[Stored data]
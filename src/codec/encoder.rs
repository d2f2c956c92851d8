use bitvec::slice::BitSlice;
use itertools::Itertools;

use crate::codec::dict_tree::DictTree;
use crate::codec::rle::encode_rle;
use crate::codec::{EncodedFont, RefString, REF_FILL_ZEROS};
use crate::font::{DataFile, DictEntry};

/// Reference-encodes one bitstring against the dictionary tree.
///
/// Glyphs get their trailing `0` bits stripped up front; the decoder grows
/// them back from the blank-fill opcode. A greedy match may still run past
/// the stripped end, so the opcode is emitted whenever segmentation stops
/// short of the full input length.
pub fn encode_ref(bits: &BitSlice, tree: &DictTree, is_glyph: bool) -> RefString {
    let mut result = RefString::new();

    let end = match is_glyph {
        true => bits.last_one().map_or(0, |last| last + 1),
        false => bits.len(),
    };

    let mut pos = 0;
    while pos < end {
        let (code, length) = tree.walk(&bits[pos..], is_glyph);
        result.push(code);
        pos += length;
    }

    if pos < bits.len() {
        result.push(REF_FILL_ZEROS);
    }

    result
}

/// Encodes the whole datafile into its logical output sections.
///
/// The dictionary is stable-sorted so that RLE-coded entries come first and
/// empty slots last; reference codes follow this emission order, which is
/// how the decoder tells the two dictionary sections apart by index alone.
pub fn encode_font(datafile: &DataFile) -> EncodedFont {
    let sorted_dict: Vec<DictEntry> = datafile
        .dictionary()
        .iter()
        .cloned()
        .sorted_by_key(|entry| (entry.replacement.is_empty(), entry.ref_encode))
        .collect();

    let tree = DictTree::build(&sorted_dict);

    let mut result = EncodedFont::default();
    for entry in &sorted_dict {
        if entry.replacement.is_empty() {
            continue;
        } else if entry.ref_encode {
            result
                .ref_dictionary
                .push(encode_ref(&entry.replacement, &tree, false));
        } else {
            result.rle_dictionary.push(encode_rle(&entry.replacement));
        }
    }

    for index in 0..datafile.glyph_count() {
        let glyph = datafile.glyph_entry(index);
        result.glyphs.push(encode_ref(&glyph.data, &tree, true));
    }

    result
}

==

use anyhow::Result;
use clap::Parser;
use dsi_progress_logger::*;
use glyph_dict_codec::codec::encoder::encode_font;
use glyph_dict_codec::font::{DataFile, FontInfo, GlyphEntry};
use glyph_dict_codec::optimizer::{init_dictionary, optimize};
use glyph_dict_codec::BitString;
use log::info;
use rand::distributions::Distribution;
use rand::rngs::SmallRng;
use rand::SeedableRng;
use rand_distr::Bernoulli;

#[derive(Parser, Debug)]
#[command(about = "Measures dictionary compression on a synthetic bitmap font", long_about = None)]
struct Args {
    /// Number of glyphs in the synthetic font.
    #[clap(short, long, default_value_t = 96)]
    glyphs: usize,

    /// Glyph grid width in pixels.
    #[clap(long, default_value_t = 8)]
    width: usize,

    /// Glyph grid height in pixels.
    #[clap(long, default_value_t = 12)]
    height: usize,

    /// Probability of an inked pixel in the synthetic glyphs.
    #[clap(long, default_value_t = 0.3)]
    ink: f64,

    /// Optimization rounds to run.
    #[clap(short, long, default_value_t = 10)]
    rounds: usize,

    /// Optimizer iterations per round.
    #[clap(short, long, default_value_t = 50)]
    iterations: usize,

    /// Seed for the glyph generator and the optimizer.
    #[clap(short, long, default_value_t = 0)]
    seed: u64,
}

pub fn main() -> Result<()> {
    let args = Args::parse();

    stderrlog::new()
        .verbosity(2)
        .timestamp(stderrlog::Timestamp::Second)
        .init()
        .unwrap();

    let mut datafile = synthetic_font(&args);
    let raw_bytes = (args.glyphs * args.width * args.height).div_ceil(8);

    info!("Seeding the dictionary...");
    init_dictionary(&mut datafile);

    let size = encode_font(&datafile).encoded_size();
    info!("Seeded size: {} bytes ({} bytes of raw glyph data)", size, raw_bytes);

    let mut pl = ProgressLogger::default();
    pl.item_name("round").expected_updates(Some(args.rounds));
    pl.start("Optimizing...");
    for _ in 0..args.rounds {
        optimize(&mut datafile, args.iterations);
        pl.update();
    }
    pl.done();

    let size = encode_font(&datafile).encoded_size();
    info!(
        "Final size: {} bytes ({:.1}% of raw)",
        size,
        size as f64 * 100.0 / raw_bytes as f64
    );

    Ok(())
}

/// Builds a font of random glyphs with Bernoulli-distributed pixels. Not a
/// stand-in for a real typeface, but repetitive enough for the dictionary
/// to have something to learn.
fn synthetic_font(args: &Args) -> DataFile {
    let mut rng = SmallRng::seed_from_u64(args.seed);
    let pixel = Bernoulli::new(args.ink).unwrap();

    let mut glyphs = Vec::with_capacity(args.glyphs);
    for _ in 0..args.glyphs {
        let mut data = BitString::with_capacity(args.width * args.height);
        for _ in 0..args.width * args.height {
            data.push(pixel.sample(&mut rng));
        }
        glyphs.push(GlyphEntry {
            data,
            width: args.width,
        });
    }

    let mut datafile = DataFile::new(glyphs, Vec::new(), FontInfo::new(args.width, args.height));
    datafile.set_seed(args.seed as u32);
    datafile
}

==

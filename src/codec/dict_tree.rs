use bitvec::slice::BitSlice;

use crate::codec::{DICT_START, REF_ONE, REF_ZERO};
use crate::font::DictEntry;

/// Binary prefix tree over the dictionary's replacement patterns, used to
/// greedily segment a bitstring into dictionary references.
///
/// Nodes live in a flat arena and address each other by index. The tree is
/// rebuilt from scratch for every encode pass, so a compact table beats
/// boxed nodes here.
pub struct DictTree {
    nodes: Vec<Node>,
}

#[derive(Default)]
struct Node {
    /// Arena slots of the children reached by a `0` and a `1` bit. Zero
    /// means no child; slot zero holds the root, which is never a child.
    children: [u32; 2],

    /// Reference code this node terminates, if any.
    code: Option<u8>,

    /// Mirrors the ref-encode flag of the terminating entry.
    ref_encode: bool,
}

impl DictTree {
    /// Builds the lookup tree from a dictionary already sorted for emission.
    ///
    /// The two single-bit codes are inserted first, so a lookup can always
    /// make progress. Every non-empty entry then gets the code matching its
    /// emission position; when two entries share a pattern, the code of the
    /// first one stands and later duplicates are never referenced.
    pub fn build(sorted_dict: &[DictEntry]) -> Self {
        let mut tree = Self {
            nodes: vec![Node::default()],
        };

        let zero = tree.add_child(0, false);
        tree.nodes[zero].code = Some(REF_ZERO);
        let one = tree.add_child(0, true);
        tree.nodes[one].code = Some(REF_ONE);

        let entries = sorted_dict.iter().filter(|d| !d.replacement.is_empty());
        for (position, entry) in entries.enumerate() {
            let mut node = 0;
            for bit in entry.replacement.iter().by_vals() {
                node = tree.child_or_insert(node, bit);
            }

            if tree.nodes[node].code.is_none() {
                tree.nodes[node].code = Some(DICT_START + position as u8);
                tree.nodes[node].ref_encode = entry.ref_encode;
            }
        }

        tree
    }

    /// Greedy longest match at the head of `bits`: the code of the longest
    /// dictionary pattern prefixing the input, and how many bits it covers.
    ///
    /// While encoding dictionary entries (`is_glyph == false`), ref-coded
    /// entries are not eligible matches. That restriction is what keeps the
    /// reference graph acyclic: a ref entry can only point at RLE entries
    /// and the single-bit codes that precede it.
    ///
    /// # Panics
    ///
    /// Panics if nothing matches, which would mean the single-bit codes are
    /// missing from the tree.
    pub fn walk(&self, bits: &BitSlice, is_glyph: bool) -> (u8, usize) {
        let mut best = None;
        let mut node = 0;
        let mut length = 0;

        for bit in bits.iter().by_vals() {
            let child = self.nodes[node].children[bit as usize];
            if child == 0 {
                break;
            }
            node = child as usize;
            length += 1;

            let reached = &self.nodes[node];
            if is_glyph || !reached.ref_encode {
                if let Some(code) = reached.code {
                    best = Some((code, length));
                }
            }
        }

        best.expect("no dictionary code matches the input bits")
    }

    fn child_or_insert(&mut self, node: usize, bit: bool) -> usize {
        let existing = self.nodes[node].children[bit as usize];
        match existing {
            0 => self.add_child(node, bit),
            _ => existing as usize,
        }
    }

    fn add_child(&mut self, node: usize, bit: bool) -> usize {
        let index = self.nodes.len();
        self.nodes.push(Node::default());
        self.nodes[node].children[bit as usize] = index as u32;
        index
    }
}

__WHAT YOU WILL DO__
Of the entries above, repeat exactly the lines between the line with "of the longest" and the line with "for bit in bits.iter().by_vals()", inclusive, and no others.

__RESULT OF THE TASK__
    /// Greedy longest match at the head of `bits`: the code of the longest
    /// dictionary pattern prefixing the input, and how many bits it covers.
    ///
    /// While encoding dictionary entries (`is_glyph == false`), ref-coded
    /// entries are not eligible matches. That restriction is what keeps the
    /// reference graph acyclic: a ref entry can only point at RLE entries
    /// and the single-bit codes that precede it.
    ///
    /// # Panics
    ///
    /// Panics if nothing matches, which would mean the single-bit codes are
    /// missing from the tree.
    pub fn walk(&self, bits: &BitSlice, is_glyph: bool) -> (u8, usize) {
        let mut best = None;
        let mut node = 0;
        let mut length = 0;

        for bit in bits.iter().by_vals() {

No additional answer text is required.